Пока он ждал, с ним случилась любопытная вещь. Ему пришла в голову мысль, что будущее все-таки есть. Впервые за несколько лет он позволил себе подумать об этом. В лагере предметом веры являлась надежда, ограниченная следующим днем, а не следующим годом. Но сейчас, во время этого неожиданного досуга, Шмуль вдруг задумался о своем новом жизненном пути. Он, конечно же, не останется в Европе. Христиане пытались убить его; для евреев в Европе теперь ничего нет. Никогда не узнаешь, кто из них был нацистом; они все говорят, что это кто-то другой, но каждый раз, когда ты услышишь немецкий голос или увидишь определенное твердое выражение глаз, или товарный состав, или даже просто облако дыма, ощущение будет не из приятных. Сионисты всегда говорили о Палестине. Шмуль никогда их не слушал. У него было достаточно забот и без мечты о какой-то далекой пустыне, арабах, фиговых пальмах и так далее. Все это казалось абсурдным. А теперь… ну что же, можно туда или в Америку. Старик зашевелился.
— Как вы теперь себя чувствуете, господин Айснер?
— Не так уж плохо, — ответил Айснер. — Бывало и хуже. — Затем он взглянул на Шмуля. — Форма? И чья же это форма?
— Хотите верьте, хотите нет, но моя.
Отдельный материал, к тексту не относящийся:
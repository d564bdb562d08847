//! Reassembly of downloaded segments into one output file.
//!
//! Segments are written in ascending `sequence_index`, whatever order the
//! tasks arrive in. A failed segment is skipped and its index reported; the
//! output is still produced from what succeeded. Each buffer is released as
//! soon as it has been consumed, so a long playlist never holds more than one
//! segment in memory at a time during this stage.

use std::path::{Path, PathBuf};

use bytes::Bytes;
use sha2::{Digest, Sha256};
use thiserror::Error;
use tokio::fs::File;
use tokio::io::{AsyncReadExt, AsyncWrite, AsyncWriteExt, BufWriter};
use tracing::{debug, info, instrument, warn};

use crate::download::{DownloadTask, SegmentBuffer, TaskState};

const HASH_CHUNK_SIZE: usize = 64 * 1024;

/// Summary of an assembled artifact.
#[derive(Debug, Clone, PartialEq, Eq)]
pub struct AssemblyResult {
    /// Where the artifact was written.
    pub output_path: PathBuf,
    /// Total bytes written.
    pub bytes_written: u64,
    /// Number of segments appended.
    pub segments_written: usize,
    /// Indices of segments left out, ascending.
    pub missing_indices: Vec<usize>,
    /// Lowercase hex SHA-256 of the written bytes.
    pub content_hash: String,
}

impl AssemblyResult {
    /// True when every segment made it into the output.
    #[must_use]
    pub fn is_complete(&self) -> bool {
        self.missing_indices.is_empty()
    }
}

/// Fatal errors writing the output.
#[derive(Debug, Error)]
pub enum AssemblyError {
    #[error("cannot create output file {path}: {source}")]
    Create {
        path: PathBuf,
        #[source]
        source: std::io::Error,
    },

    #[error("failed writing output file {path}: {source}")]
    Write {
        path: PathBuf,
        #[source]
        source: std::io::Error,
    },
}

/// Concatenates succeeded segment buffers into `output_path`.
///
/// The output is created (or truncated) once and flushed once. A task that
/// failed, or that is somehow not terminal, is recorded as missing. A buffer
/// file that cannot be read back is also treated as missing.
///
/// # Errors
///
/// Returns [`AssemblyError`] if the output cannot be created or written. A
/// write failure leaves no file at `output_path`.
#[instrument(skip(tasks), fields(tasks = tasks.len(), output = %output_path.display()))]
pub async fn assemble(
    tasks: Vec<DownloadTask>,
    output_path: &Path,
) -> Result<AssemblyResult, AssemblyError> {
    let file = File::create(output_path)
        .await
        .map_err(|source| AssemblyError::Create {
            path: output_path.to_path_buf(),
            source,
        })?;
    assemble_into(BufWriter::new(file), tasks, output_path).await
}

/// Writes `tasks` through `writer`; on a write error the partial file at
/// `output_path` is removed.
async fn assemble_into<W>(
    mut writer: W,
    mut tasks: Vec<DownloadTask>,
    output_path: &Path,
) -> Result<AssemblyResult, AssemblyError>
where
    W: AsyncWrite + Unpin,
{
    tasks.sort_by_key(DownloadTask::index);

    let written = match write_segments(&mut writer, tasks).await {
        Ok(written) => written,
        Err(source) => {
            drop(writer);
            discard_partial(output_path).await;
            return Err(AssemblyError::Write {
                path: output_path.to_path_buf(),
                source,
            });
        }
    };

    let Written {
        bytes_written,
        segments_written,
        missing_indices,
        content_hash,
    } = written;

    if missing_indices.is_empty() {
        info!(bytes_written, segments_written, "assembled output");
    } else {
        warn!(
            bytes_written,
            segments_written,
            missing = missing_indices.len(),
            "assembled output with missing segments"
        );
    }

    Ok(AssemblyResult {
        output_path: output_path.to_path_buf(),
        bytes_written,
        segments_written,
        missing_indices,
        content_hash,
    })
}

struct Written {
    bytes_written: u64,
    segments_written: usize,
    missing_indices: Vec<usize>,
    content_hash: String,
}

async fn write_segments<W>(writer: &mut W, tasks: Vec<DownloadTask>) -> std::io::Result<Written>
where
    W: AsyncWrite + Unpin,
{
    let mut hasher = Sha256::new();
    let mut bytes_written: u64 = 0;
    let mut segments_written = 0usize;
    let mut missing_indices = Vec::new();

    for task in tasks {
        let index = task.index();
        let bytes = match task.into_state() {
            TaskState::Succeeded(buffer) => match take_buffer(buffer).await {
                Some(bytes) => bytes,
                None => {
                    missing_indices.push(index);
                    continue;
                }
            },
            TaskState::Failed(cause) => {
                debug!(index, error = %cause, "skipping failed segment");
                missing_indices.push(index);
                continue;
            }
            state @ (TaskState::Pending | TaskState::InFlight) => {
                warn!(index, %state, "skipping unfinished segment");
                missing_indices.push(index);
                continue;
            }
        };

        writer.write_all(&bytes).await?;
        hasher.update(&bytes);
        bytes_written += bytes.len() as u64;
        segments_written += 1;
    }
    writer.flush().await?;

    Ok(Written {
        bytes_written,
        segments_written,
        missing_indices,
        content_hash: format!("{:x}", hasher.finalize()),
    })
}

async fn discard_partial(path: &Path) {
    match tokio::fs::remove_file(path).await {
        Ok(()) => debug!(path = %path.display(), "removed partial output"),
        Err(e) if e.kind() == std::io::ErrorKind::NotFound => {}
        Err(e) => warn!(path = %path.display(), error = %e, "failed to remove partial output"),
    }
}

/// Size and lowercase hex SHA-256 of an existing file.
///
/// # Errors
///
/// Returns the underlying IO error if the file cannot be opened or read.
pub async fn hash_file(path: &Path) -> std::io::Result<(u64, String)> {
    let mut file = File::open(path).await?;
    let mut hasher = Sha256::new();
    let mut chunk = vec![0u8; HASH_CHUNK_SIZE];
    let mut total: u64 = 0;

    loop {
        let read = file.read(&mut chunk).await?;
        if read == 0 {
            break;
        }
        hasher.update(&chunk[..read]);
        total += read as u64;
    }

    Ok((total, format!("{:x}", hasher.finalize())))
}

/// Reads a buffer's bytes and releases it. File buffers are deleted.
async fn take_buffer(buffer: SegmentBuffer) -> Option<Bytes> {
    match buffer {
        SegmentBuffer::Memory(bytes) => Some(bytes),
        SegmentBuffer::File { path, .. } => {
            let read = tokio::fs::read(&path).await;
            if let Err(e) = tokio::fs::remove_file(&path).await
                && e.kind() != std::io::ErrorKind::NotFound
            {
                warn!(path = %path.display(), error = %e, "failed to remove segment buffer");
            }
            match read {
                Ok(bytes) => Some(Bytes::from(bytes)),
                Err(e) => {
                    warn!(path = %path.display(), error = %e, "segment buffer unreadable; treating as missing");
                    None
                }
            }
        }
    }
}
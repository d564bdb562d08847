//! Hook for turning assembled tracks into the final output file.
//!
//! The crate never runs an encoder itself. A caller that wants the video
//! muxed with its audio and subtitle tracks (or remuxed into another
//! container) supplies a [`MediaTransform`]; the job then assembles every
//! track inside its workspace and hands the paths over.

use std::error::Error as StdError;
use std::path::{Path, PathBuf};

use async_trait::async_trait;
use thiserror::Error;

/// Tracks handed to a [`MediaTransform`].
///
/// Every input path lives in the job's workspace and is deleted when the
/// job ends; the transform must write its result to `output`.
#[derive(Debug, Clone, Copy)]
pub struct TransformInput<'a> {
    pub video: &'a Path,
    pub audio: Option<&'a Path>,
    pub subtitles: Option<&'a Path>,
    /// Requested location of the final file.
    pub output: &'a Path,
}

/// Failure reported by a [`MediaTransform`].
#[derive(Debug, Error)]
#[error("{message}")]
pub struct TransformError {
    message: String,
    #[source]
    source: Option<Box<dyn StdError + Send + Sync + 'static>>,
}

impl TransformError {
    pub fn new(message: impl Into<String>) -> Self {
        Self {
            message: message.into(),
            source: None,
        }
    }

    pub fn with_source(
        message: impl Into<String>,
        source: impl StdError + Send + Sync + 'static,
    ) -> Self {
        Self {
            message: message.into(),
            source: Some(Box::new(source)),
        }
    }
}

/// Produces the final output from assembled tracks.
///
/// Uses `async_trait` so jobs can hold an `Arc<dyn MediaTransform>`; native
/// async trait methods are not object-safe.
#[async_trait]
pub trait MediaTransform: Send + Sync {
    /// Short name for logs.
    fn name(&self) -> &str;

    /// Writes the final file and returns its path (normally `input.output`).
    async fn transform(&self, input: TransformInput<'_>) -> Result<PathBuf, TransformError>;
}
//! Terminal detection and tracing setup.

pub(crate) fn no_color_env_requested() -> bool {
    std::env::var_os("NO_COLOR").is_some_and(|value| !value.is_empty())
}

pub(crate) fn is_dumb_terminal() -> bool {
    std::env::var("TERM")
        .map(|value| value.eq_ignore_ascii_case("dumb"))
        .unwrap_or(false)
}

pub(crate) fn should_use_spinner(
    stderr_is_terminal: bool,
    quiet: bool,
    json: bool,
    dumb_terminal: bool,
) -> bool {
    stderr_is_terminal && !quiet && !json && !dumb_terminal
}

/// Default log level from flags.
///
/// Priority: `RUST_LOG` (applied in [`init_tracing`]) > `-q` > `-v`/`-vv` > info.
pub(crate) fn default_log_level(quiet: bool, verbose: u8) -> &'static str {
    if quiet {
        "error"
    } else {
        match verbose {
            0 => "info",
            1 => "debug",
            _ => "trace",
        }
    }
}

/// Logs go to stderr so stdout stays clean for results.
pub(crate) fn init_tracing(default_level: &str) {
    let filter = tracing_subscriber::EnvFilter::try_from_default_env()
        .unwrap_or_else(|_| tracing_subscriber::EnvFilter::new(default_level));
    let _ = tracing_subscriber::fmt()
        .with_writer(std::io::stderr)
        .with_ansi(!no_color_env_requested() && !is_dumb_terminal())
        .with_env_filter(filter)
        .try_init();
}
Во всяком случае, у меня была такая же. В лагере на Востоке. В Освенциме.
— Как я слышал, ужасное место. Однако это для меня неожиданность.
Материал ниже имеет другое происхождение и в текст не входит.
//! Per-job scratch directories.
//!
//! Every job gets its own directory, `hlsgrab-<random>` under the manager's
//! root, holding segment buffers and intermediate track files. The directory
//! is removed when the job returns, when it fails, and when its future is
//! dropped: [`Workspace`] cleans up in `Drop`, so no exit path can leak it.

use std::future::Future;
use std::io;
use std::path::{Path, PathBuf};
use std::sync::{Arc, Mutex, PoisonError};

use tempfile::TempDir;
use thiserror::Error;
use tracing::{debug, instrument, warn};

use crate::download::BufferTarget;

/// Prefix of every workspace directory name.
pub const WORKSPACE_PREFIX: &str = "hlsgrab-";

/// Where segment bodies are kept between download and reassembly.
#[derive(Debug, Clone, Copy, PartialEq, Eq, Default)]
pub enum BufferMode {
    /// One file per segment inside the workspace.
    #[default]
    Disk,
    /// Owned in-memory buffers; the workspace directory only holds
    /// intermediate track files.
    Memory,
}

/// Errors creating or removing a workspace.
#[derive(Debug, Error)]
pub enum WorkspaceError {
    #[error("cannot create workspace under {root}: {source}")]
    Create {
        root: PathBuf,
        #[source]
        source: io::Error,
    },

    #[error("cannot remove workspace {path}: {source}")]
    Cleanup {
        path: PathBuf,
        #[source]
        source: io::Error,
    },
}

/// Allocates workspaces under a root directory.
#[derive(Debug, Clone)]
pub struct WorkspaceManager {
    root: PathBuf,
}

impl Default for WorkspaceManager {
    /// Workspaces under the system temporary directory.
    fn default() -> Self {
        Self::new(std::env::temp_dir())
    }
}

impl WorkspaceManager {
    #[must_use]
    pub fn new(root: impl Into<PathBuf>) -> Self {
        Self { root: root.into() }
    }

    /// Directory new workspaces are created in.
    #[must_use]
    pub fn root(&self) -> &Path {
        &self.root
    }

    /// Creates a fresh, uniquely named workspace.
    ///
    /// # Errors
    ///
    /// Returns [`WorkspaceError::Create`] if the directory cannot be created.
    #[instrument(skip(self), fields(root = %self.root.display()))]
    pub fn create(&self, mode: BufferMode) -> Result<Workspace, WorkspaceError> {
        let dir = tempfile::Builder::new()
            .prefix(WORKSPACE_PREFIX)
            .tempdir_in(&self.root)
            .map_err(|source| WorkspaceError::Create {
                root: self.root.clone(),
                source,
            })?;
        let path = dir.path().to_path_buf();
        debug!(path = %path.display(), ?mode, "created workspace");

        Ok(Workspace {
            path,
            mode,
            dir: Mutex::new(Some(dir)),
        })
    }

    /// Runs `f` with a fresh workspace and removes the workspace afterwards.
    ///
    /// Removal also happens if the returned future is dropped before
    /// completion. A failed removal is logged, not returned: the work itself
    /// already finished.
    ///
    /// # Errors
    ///
    /// Returns [`WorkspaceError::Create`] if the workspace cannot be created;
    /// `f` is not run in that case.
    pub async fn with_workspace<F, Fut, T>(&self, mode: BufferMode, f: F) -> Result<T, WorkspaceError>
    where
        F: FnOnce(Arc<Workspace>) -> Fut,
        Fut: Future<Output = T>,
    {
        let workspace = Arc::new(self.create(mode)?);
        let output = f(Arc::clone(&workspace)).await;

        if let Err(e) = workspace.cleanup() {
            warn!(error = %e, "workspace cleanup failed");
        }
        Ok(output)
    }
}

/// A job's exclusive scratch directory.
#[derive(Debug)]
pub struct Workspace {
    path: PathBuf,
    mode: BufferMode,
    dir: Mutex<Option<TempDir>>,
}

impl Workspace {
    /// Location of the directory.
    #[must_use]
    pub fn path(&self) -> &Path {
        &self.path
    }

    #[must_use]
    pub fn mode(&self) -> BufferMode {
        self.mode
    }

    /// Where segment `index` of `track` is buffered.
    #[must_use]
    pub fn buffer_target(&self, track: &str, index: usize) -> BufferTarget {
        match self.mode {
            BufferMode::Disk => {
                BufferTarget::File(self.path.join(format!("{track}_segment_{index:05}.ts")))
            }
            BufferMode::Memory => BufferTarget::Memory,
        }
    }

    /// Path for an intermediate file inside the workspace.
    #[must_use]
    pub fn scratch_path(&self, file_name: &str) -> PathBuf {
        self.path.join(file_name)
    }

    /// True until [`Workspace::cleanup`] has removed the directory.
    #[must_use]
    pub fn is_active(&self) -> bool {
        self.dir
            .lock()
            .unwrap_or_else(PoisonError::into_inner)
            .is_some()
    }

    /// Removes every file in the workspace and then the directory itself.
    ///
    /// Idempotent: files or directories that are already gone are not errors,
    /// and calls after the first successful one do nothing.
    ///
    /// # Errors
    ///
    /// Returns [`WorkspaceError::Cleanup`] if something exists but cannot be removed.
    pub fn cleanup(&self) -> Result<(), WorkspaceError> {
        let Some(dir) = self
            .dir
            .lock()
            .unwrap_or_else(PoisonError::into_inner)
            .take()
        else {
            return Ok(());
        };

        match dir.close() {
            Ok(()) => {
                debug!(path = %self.path.display(), "removed workspace");
                Ok(())
            }
            Err(e) if e.kind() == io::ErrorKind::NotFound => Ok(()),
            Err(source) => Err(WorkspaceError::Cleanup {
                path: self.path.clone(),
                source,
            }),
        }
    }
}

impl Drop for Workspace {
    fn drop(&mut self) {
        if let Err(e) = self.cleanup() {
            warn!(error = %e, "workspace cleanup on drop failed");
        }
    }
}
— Тем не менее это правда.
— Я думал, вы с этими неевреями.
— Да, с ними. Но не принадлежу к ним. Это порядочные ребята, не то что немцы.
— Все неевреи меня пугают.
— Вот поэтому-то я здесь один.
— Все еще хотите узнать про документы? Я должен вспомнить про документы, с которыми имел дело. Послушайте, что я вам скажу: я мало что знаю про документы. Один гражданский, Коль, вел всю документацию. Немец.
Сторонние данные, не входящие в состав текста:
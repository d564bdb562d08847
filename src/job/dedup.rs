//! Session-scoped record of artifacts already produced.

use std::collections::HashMap;
use std::path::{Path, PathBuf};

/// Remembers the content hash of every artifact produced in one session.
///
/// Owned by whoever runs several jobs in a row and passed explicitly; there
/// is no process-wide set.
#[derive(Debug, Default)]
pub struct DedupCache {
    seen: HashMap<String, PathBuf>,
}

impl DedupCache {
    #[must_use]
    pub fn new() -> Self {
        Self::default()
    }

    /// Records `content_hash` for `path`.
    ///
    /// Returns the path first recorded for the same hash when this artifact is
    /// a duplicate; the earlier entry is kept.
    pub fn record(&mut self, content_hash: &str, path: &Path) -> Option<PathBuf> {
        if let Some(existing) = self.seen.get(content_hash) {
            return Some(existing.clone());
        }
        self.seen
            .insert(content_hash.to_string(), path.to_path_buf());
        None
    }

    #[must_use]
    pub fn contains(&self, content_hash: &str) -> bool {
        self.seen.contains_key(content_hash)
    }

    #[must_use]
    pub fn len(&self) -> usize {
        self.seen.len()
    }

    #[must_use]
    pub fn is_empty(&self) -> bool {
        self.seen.is_empty()
    }
}

#[cfg(test)]
mod tests {
    use super::*;

    #[test]
    fn test_record_reports_first_path_for_duplicates() {
        let mut cache = DedupCache::new();
        assert!(cache.record("abc", Path::new("/out/a.ts")).is_none());
        assert!(cache.record("def", Path::new("/out/b.ts")).is_none());

        let duplicate = cache.record("abc", Path::new("/out/c.ts"));
        assert_eq!(duplicate, Some(PathBuf::from("/out/a.ts")));
        assert_eq!(cache.len(), 2);
        assert!(cache.contains("def"));
        assert!(!cache.contains("zzz"));
    }
}
//! CLI argument definitions using clap derive macros.
//!
//! Most options are `Option`s so that values from the config file can fill
//! whatever the command line leaves unset.

use std::path::PathBuf;

use clap::Parser;
use hlsgrab_core::VariantPolicy;

/// Download HLS streams into single media files.
///
/// Takes master or media playlist URLs as arguments, or one per line on
/// stdin, and writes one output file per URL.
#[derive(Parser, Debug)]
#[command(name = "hlsgrab")]
#[command(author, version, about)]
pub struct Args {
    /// Playlist URLs (read from stdin when omitted)
    pub urls: Vec<String>,

    /// Output file for a single URL, output directory for several
    #[arg(short, long)]
    pub output: Option<PathBuf>,

    /// Extra request header as "Name: Value" (repeatable)
    #[arg(short = 'H', long = "header", value_parser = parse_header_arg)]
    pub headers: Vec<(String, String)>,

    /// User-Agent header for every request
    #[arg(long)]
    pub user_agent: Option<String>,

    /// Referer header for every request
    #[arg(long)]
    pub referer: Option<String>,

    /// Concurrent segment downloads (1-100) [default: 5]
    #[arg(short = 'c', long, value_parser = clap::value_parser!(u8).range(1..=100))]
    pub concurrency: Option<u8>,

    /// Retries per failed segment (0-10) [default: 0]
    #[arg(short = 'r', long, value_parser = clap::value_parser!(u8).range(0..=10))]
    pub max_retries: Option<u8>,

    /// Variant choice: highest, lowest, bandwidth:<bps> or resolution:<W>x<H>
    #[arg(short = 'p', long)]
    pub policy: Option<VariantPolicy>,

    /// Also download the audio and subtitle renditions of the chosen variant
    #[arg(long)]
    pub renditions: bool,

    /// Keep segment buffers in memory instead of the workspace directory
    #[arg(long)]
    pub memory_buffers: bool,

    /// Directory job workspaces are created in [default: system temp dir]
    #[arg(long)]
    pub workspace_root: Option<PathBuf>,

    /// Cancel each job after this many seconds
    #[arg(long, value_parser = clap::value_parser!(u64).range(1..=86_400))]
    pub deadline_secs: Option<u64>,

    /// HTTP connect timeout in seconds (1-3600)
    #[arg(long, value_parser = clap::value_parser!(u64).range(1..=3600))]
    pub connect_timeout_secs: Option<u64>,

    /// HTTP read timeout in seconds (1-3600)
    #[arg(long, value_parser = clap::value_parser!(u64).range(1..=3600))]
    pub read_timeout_secs: Option<u64>,

    /// Increase output verbosity (-v for debug, -vv for trace)
    #[arg(short, long, action = clap::ArgAction::Count)]
    pub verbose: u8,

    /// Suppress non-error output
    #[arg(short, long)]
    pub quiet: bool,

    /// Print job reports as JSON on stdout
    #[arg(long)]
    pub json: bool,
}

/// Parses `Name: Value` into a header pair.
fn parse_header_arg(raw: &str) -> Result<(String, String), String> {
    let (name, value) = raw
        .split_once(':')
        .ok_or_else(|| format!("expected \"Name: Value\", got '{raw}'"))?;
    let name = name.trim();
    if name.is_empty() {
        return Err(format!("header name is empty in '{raw}'"));
    }
    Ok((name.to_string(), value.trim().to_string()))
}
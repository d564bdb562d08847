//! Application runtime composition modules.

pub(crate) mod config;
pub(crate) mod exit_handler;
pub(crate) mod output;
pub(crate) mod progress_manager;
pub(crate) mod runtime;
pub(crate) mod terminal;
— Коль? — переспросил Шмуль, записывая.
— Фердинанд Коль. Если хотите, могу продиктовать по буквам. Хотя толку от этого будет мало. Он мертв. Он был неплохим человеком, но так уж получилось. В день освобождения заключенные поймали его и забили до смерти. Но здесь, — он указал на сердце, — слишком много других печалей, чтобы нашлось место еще и для этой.
— Да, мое сердце тоже переполнено печалью, — согласился Шмуль.
— Но куртки я помню. Боевая форма. Для леса. Очень симпатичные. Мы делали их тысячами.
— Когда?
— Все эти годы. Четыре года. А в последний год изменили образец. Сначала что-то вроде халатов. А потом пошли настоящие куртки.
— А специальный заказ? Для какой-нибудь группы. Скажем, от ста до ста двадцати пяти экземпляров. Такого не припомните?
— Я просто пришивал пуговицы, вот и все. Сто пятьдесят курток в день, только пуговицы. Любой дурак может пришивать пуговицы.
— И никаких специальных заказов?
— Нет. Только… Нет, ничего.
— Только — что? — Шмуль сделал паузу. — Пожалуйста. Кто знает, может, это то, что нужно?
— Помню, в начале апреля Коль жаловался на больших начальников и их особые привилегии. Один немецкий герой привез сюда своих людей для специальной противотанковой подготовки и потребовал, чтобы его людей одели в куртки, так как их форма износилась.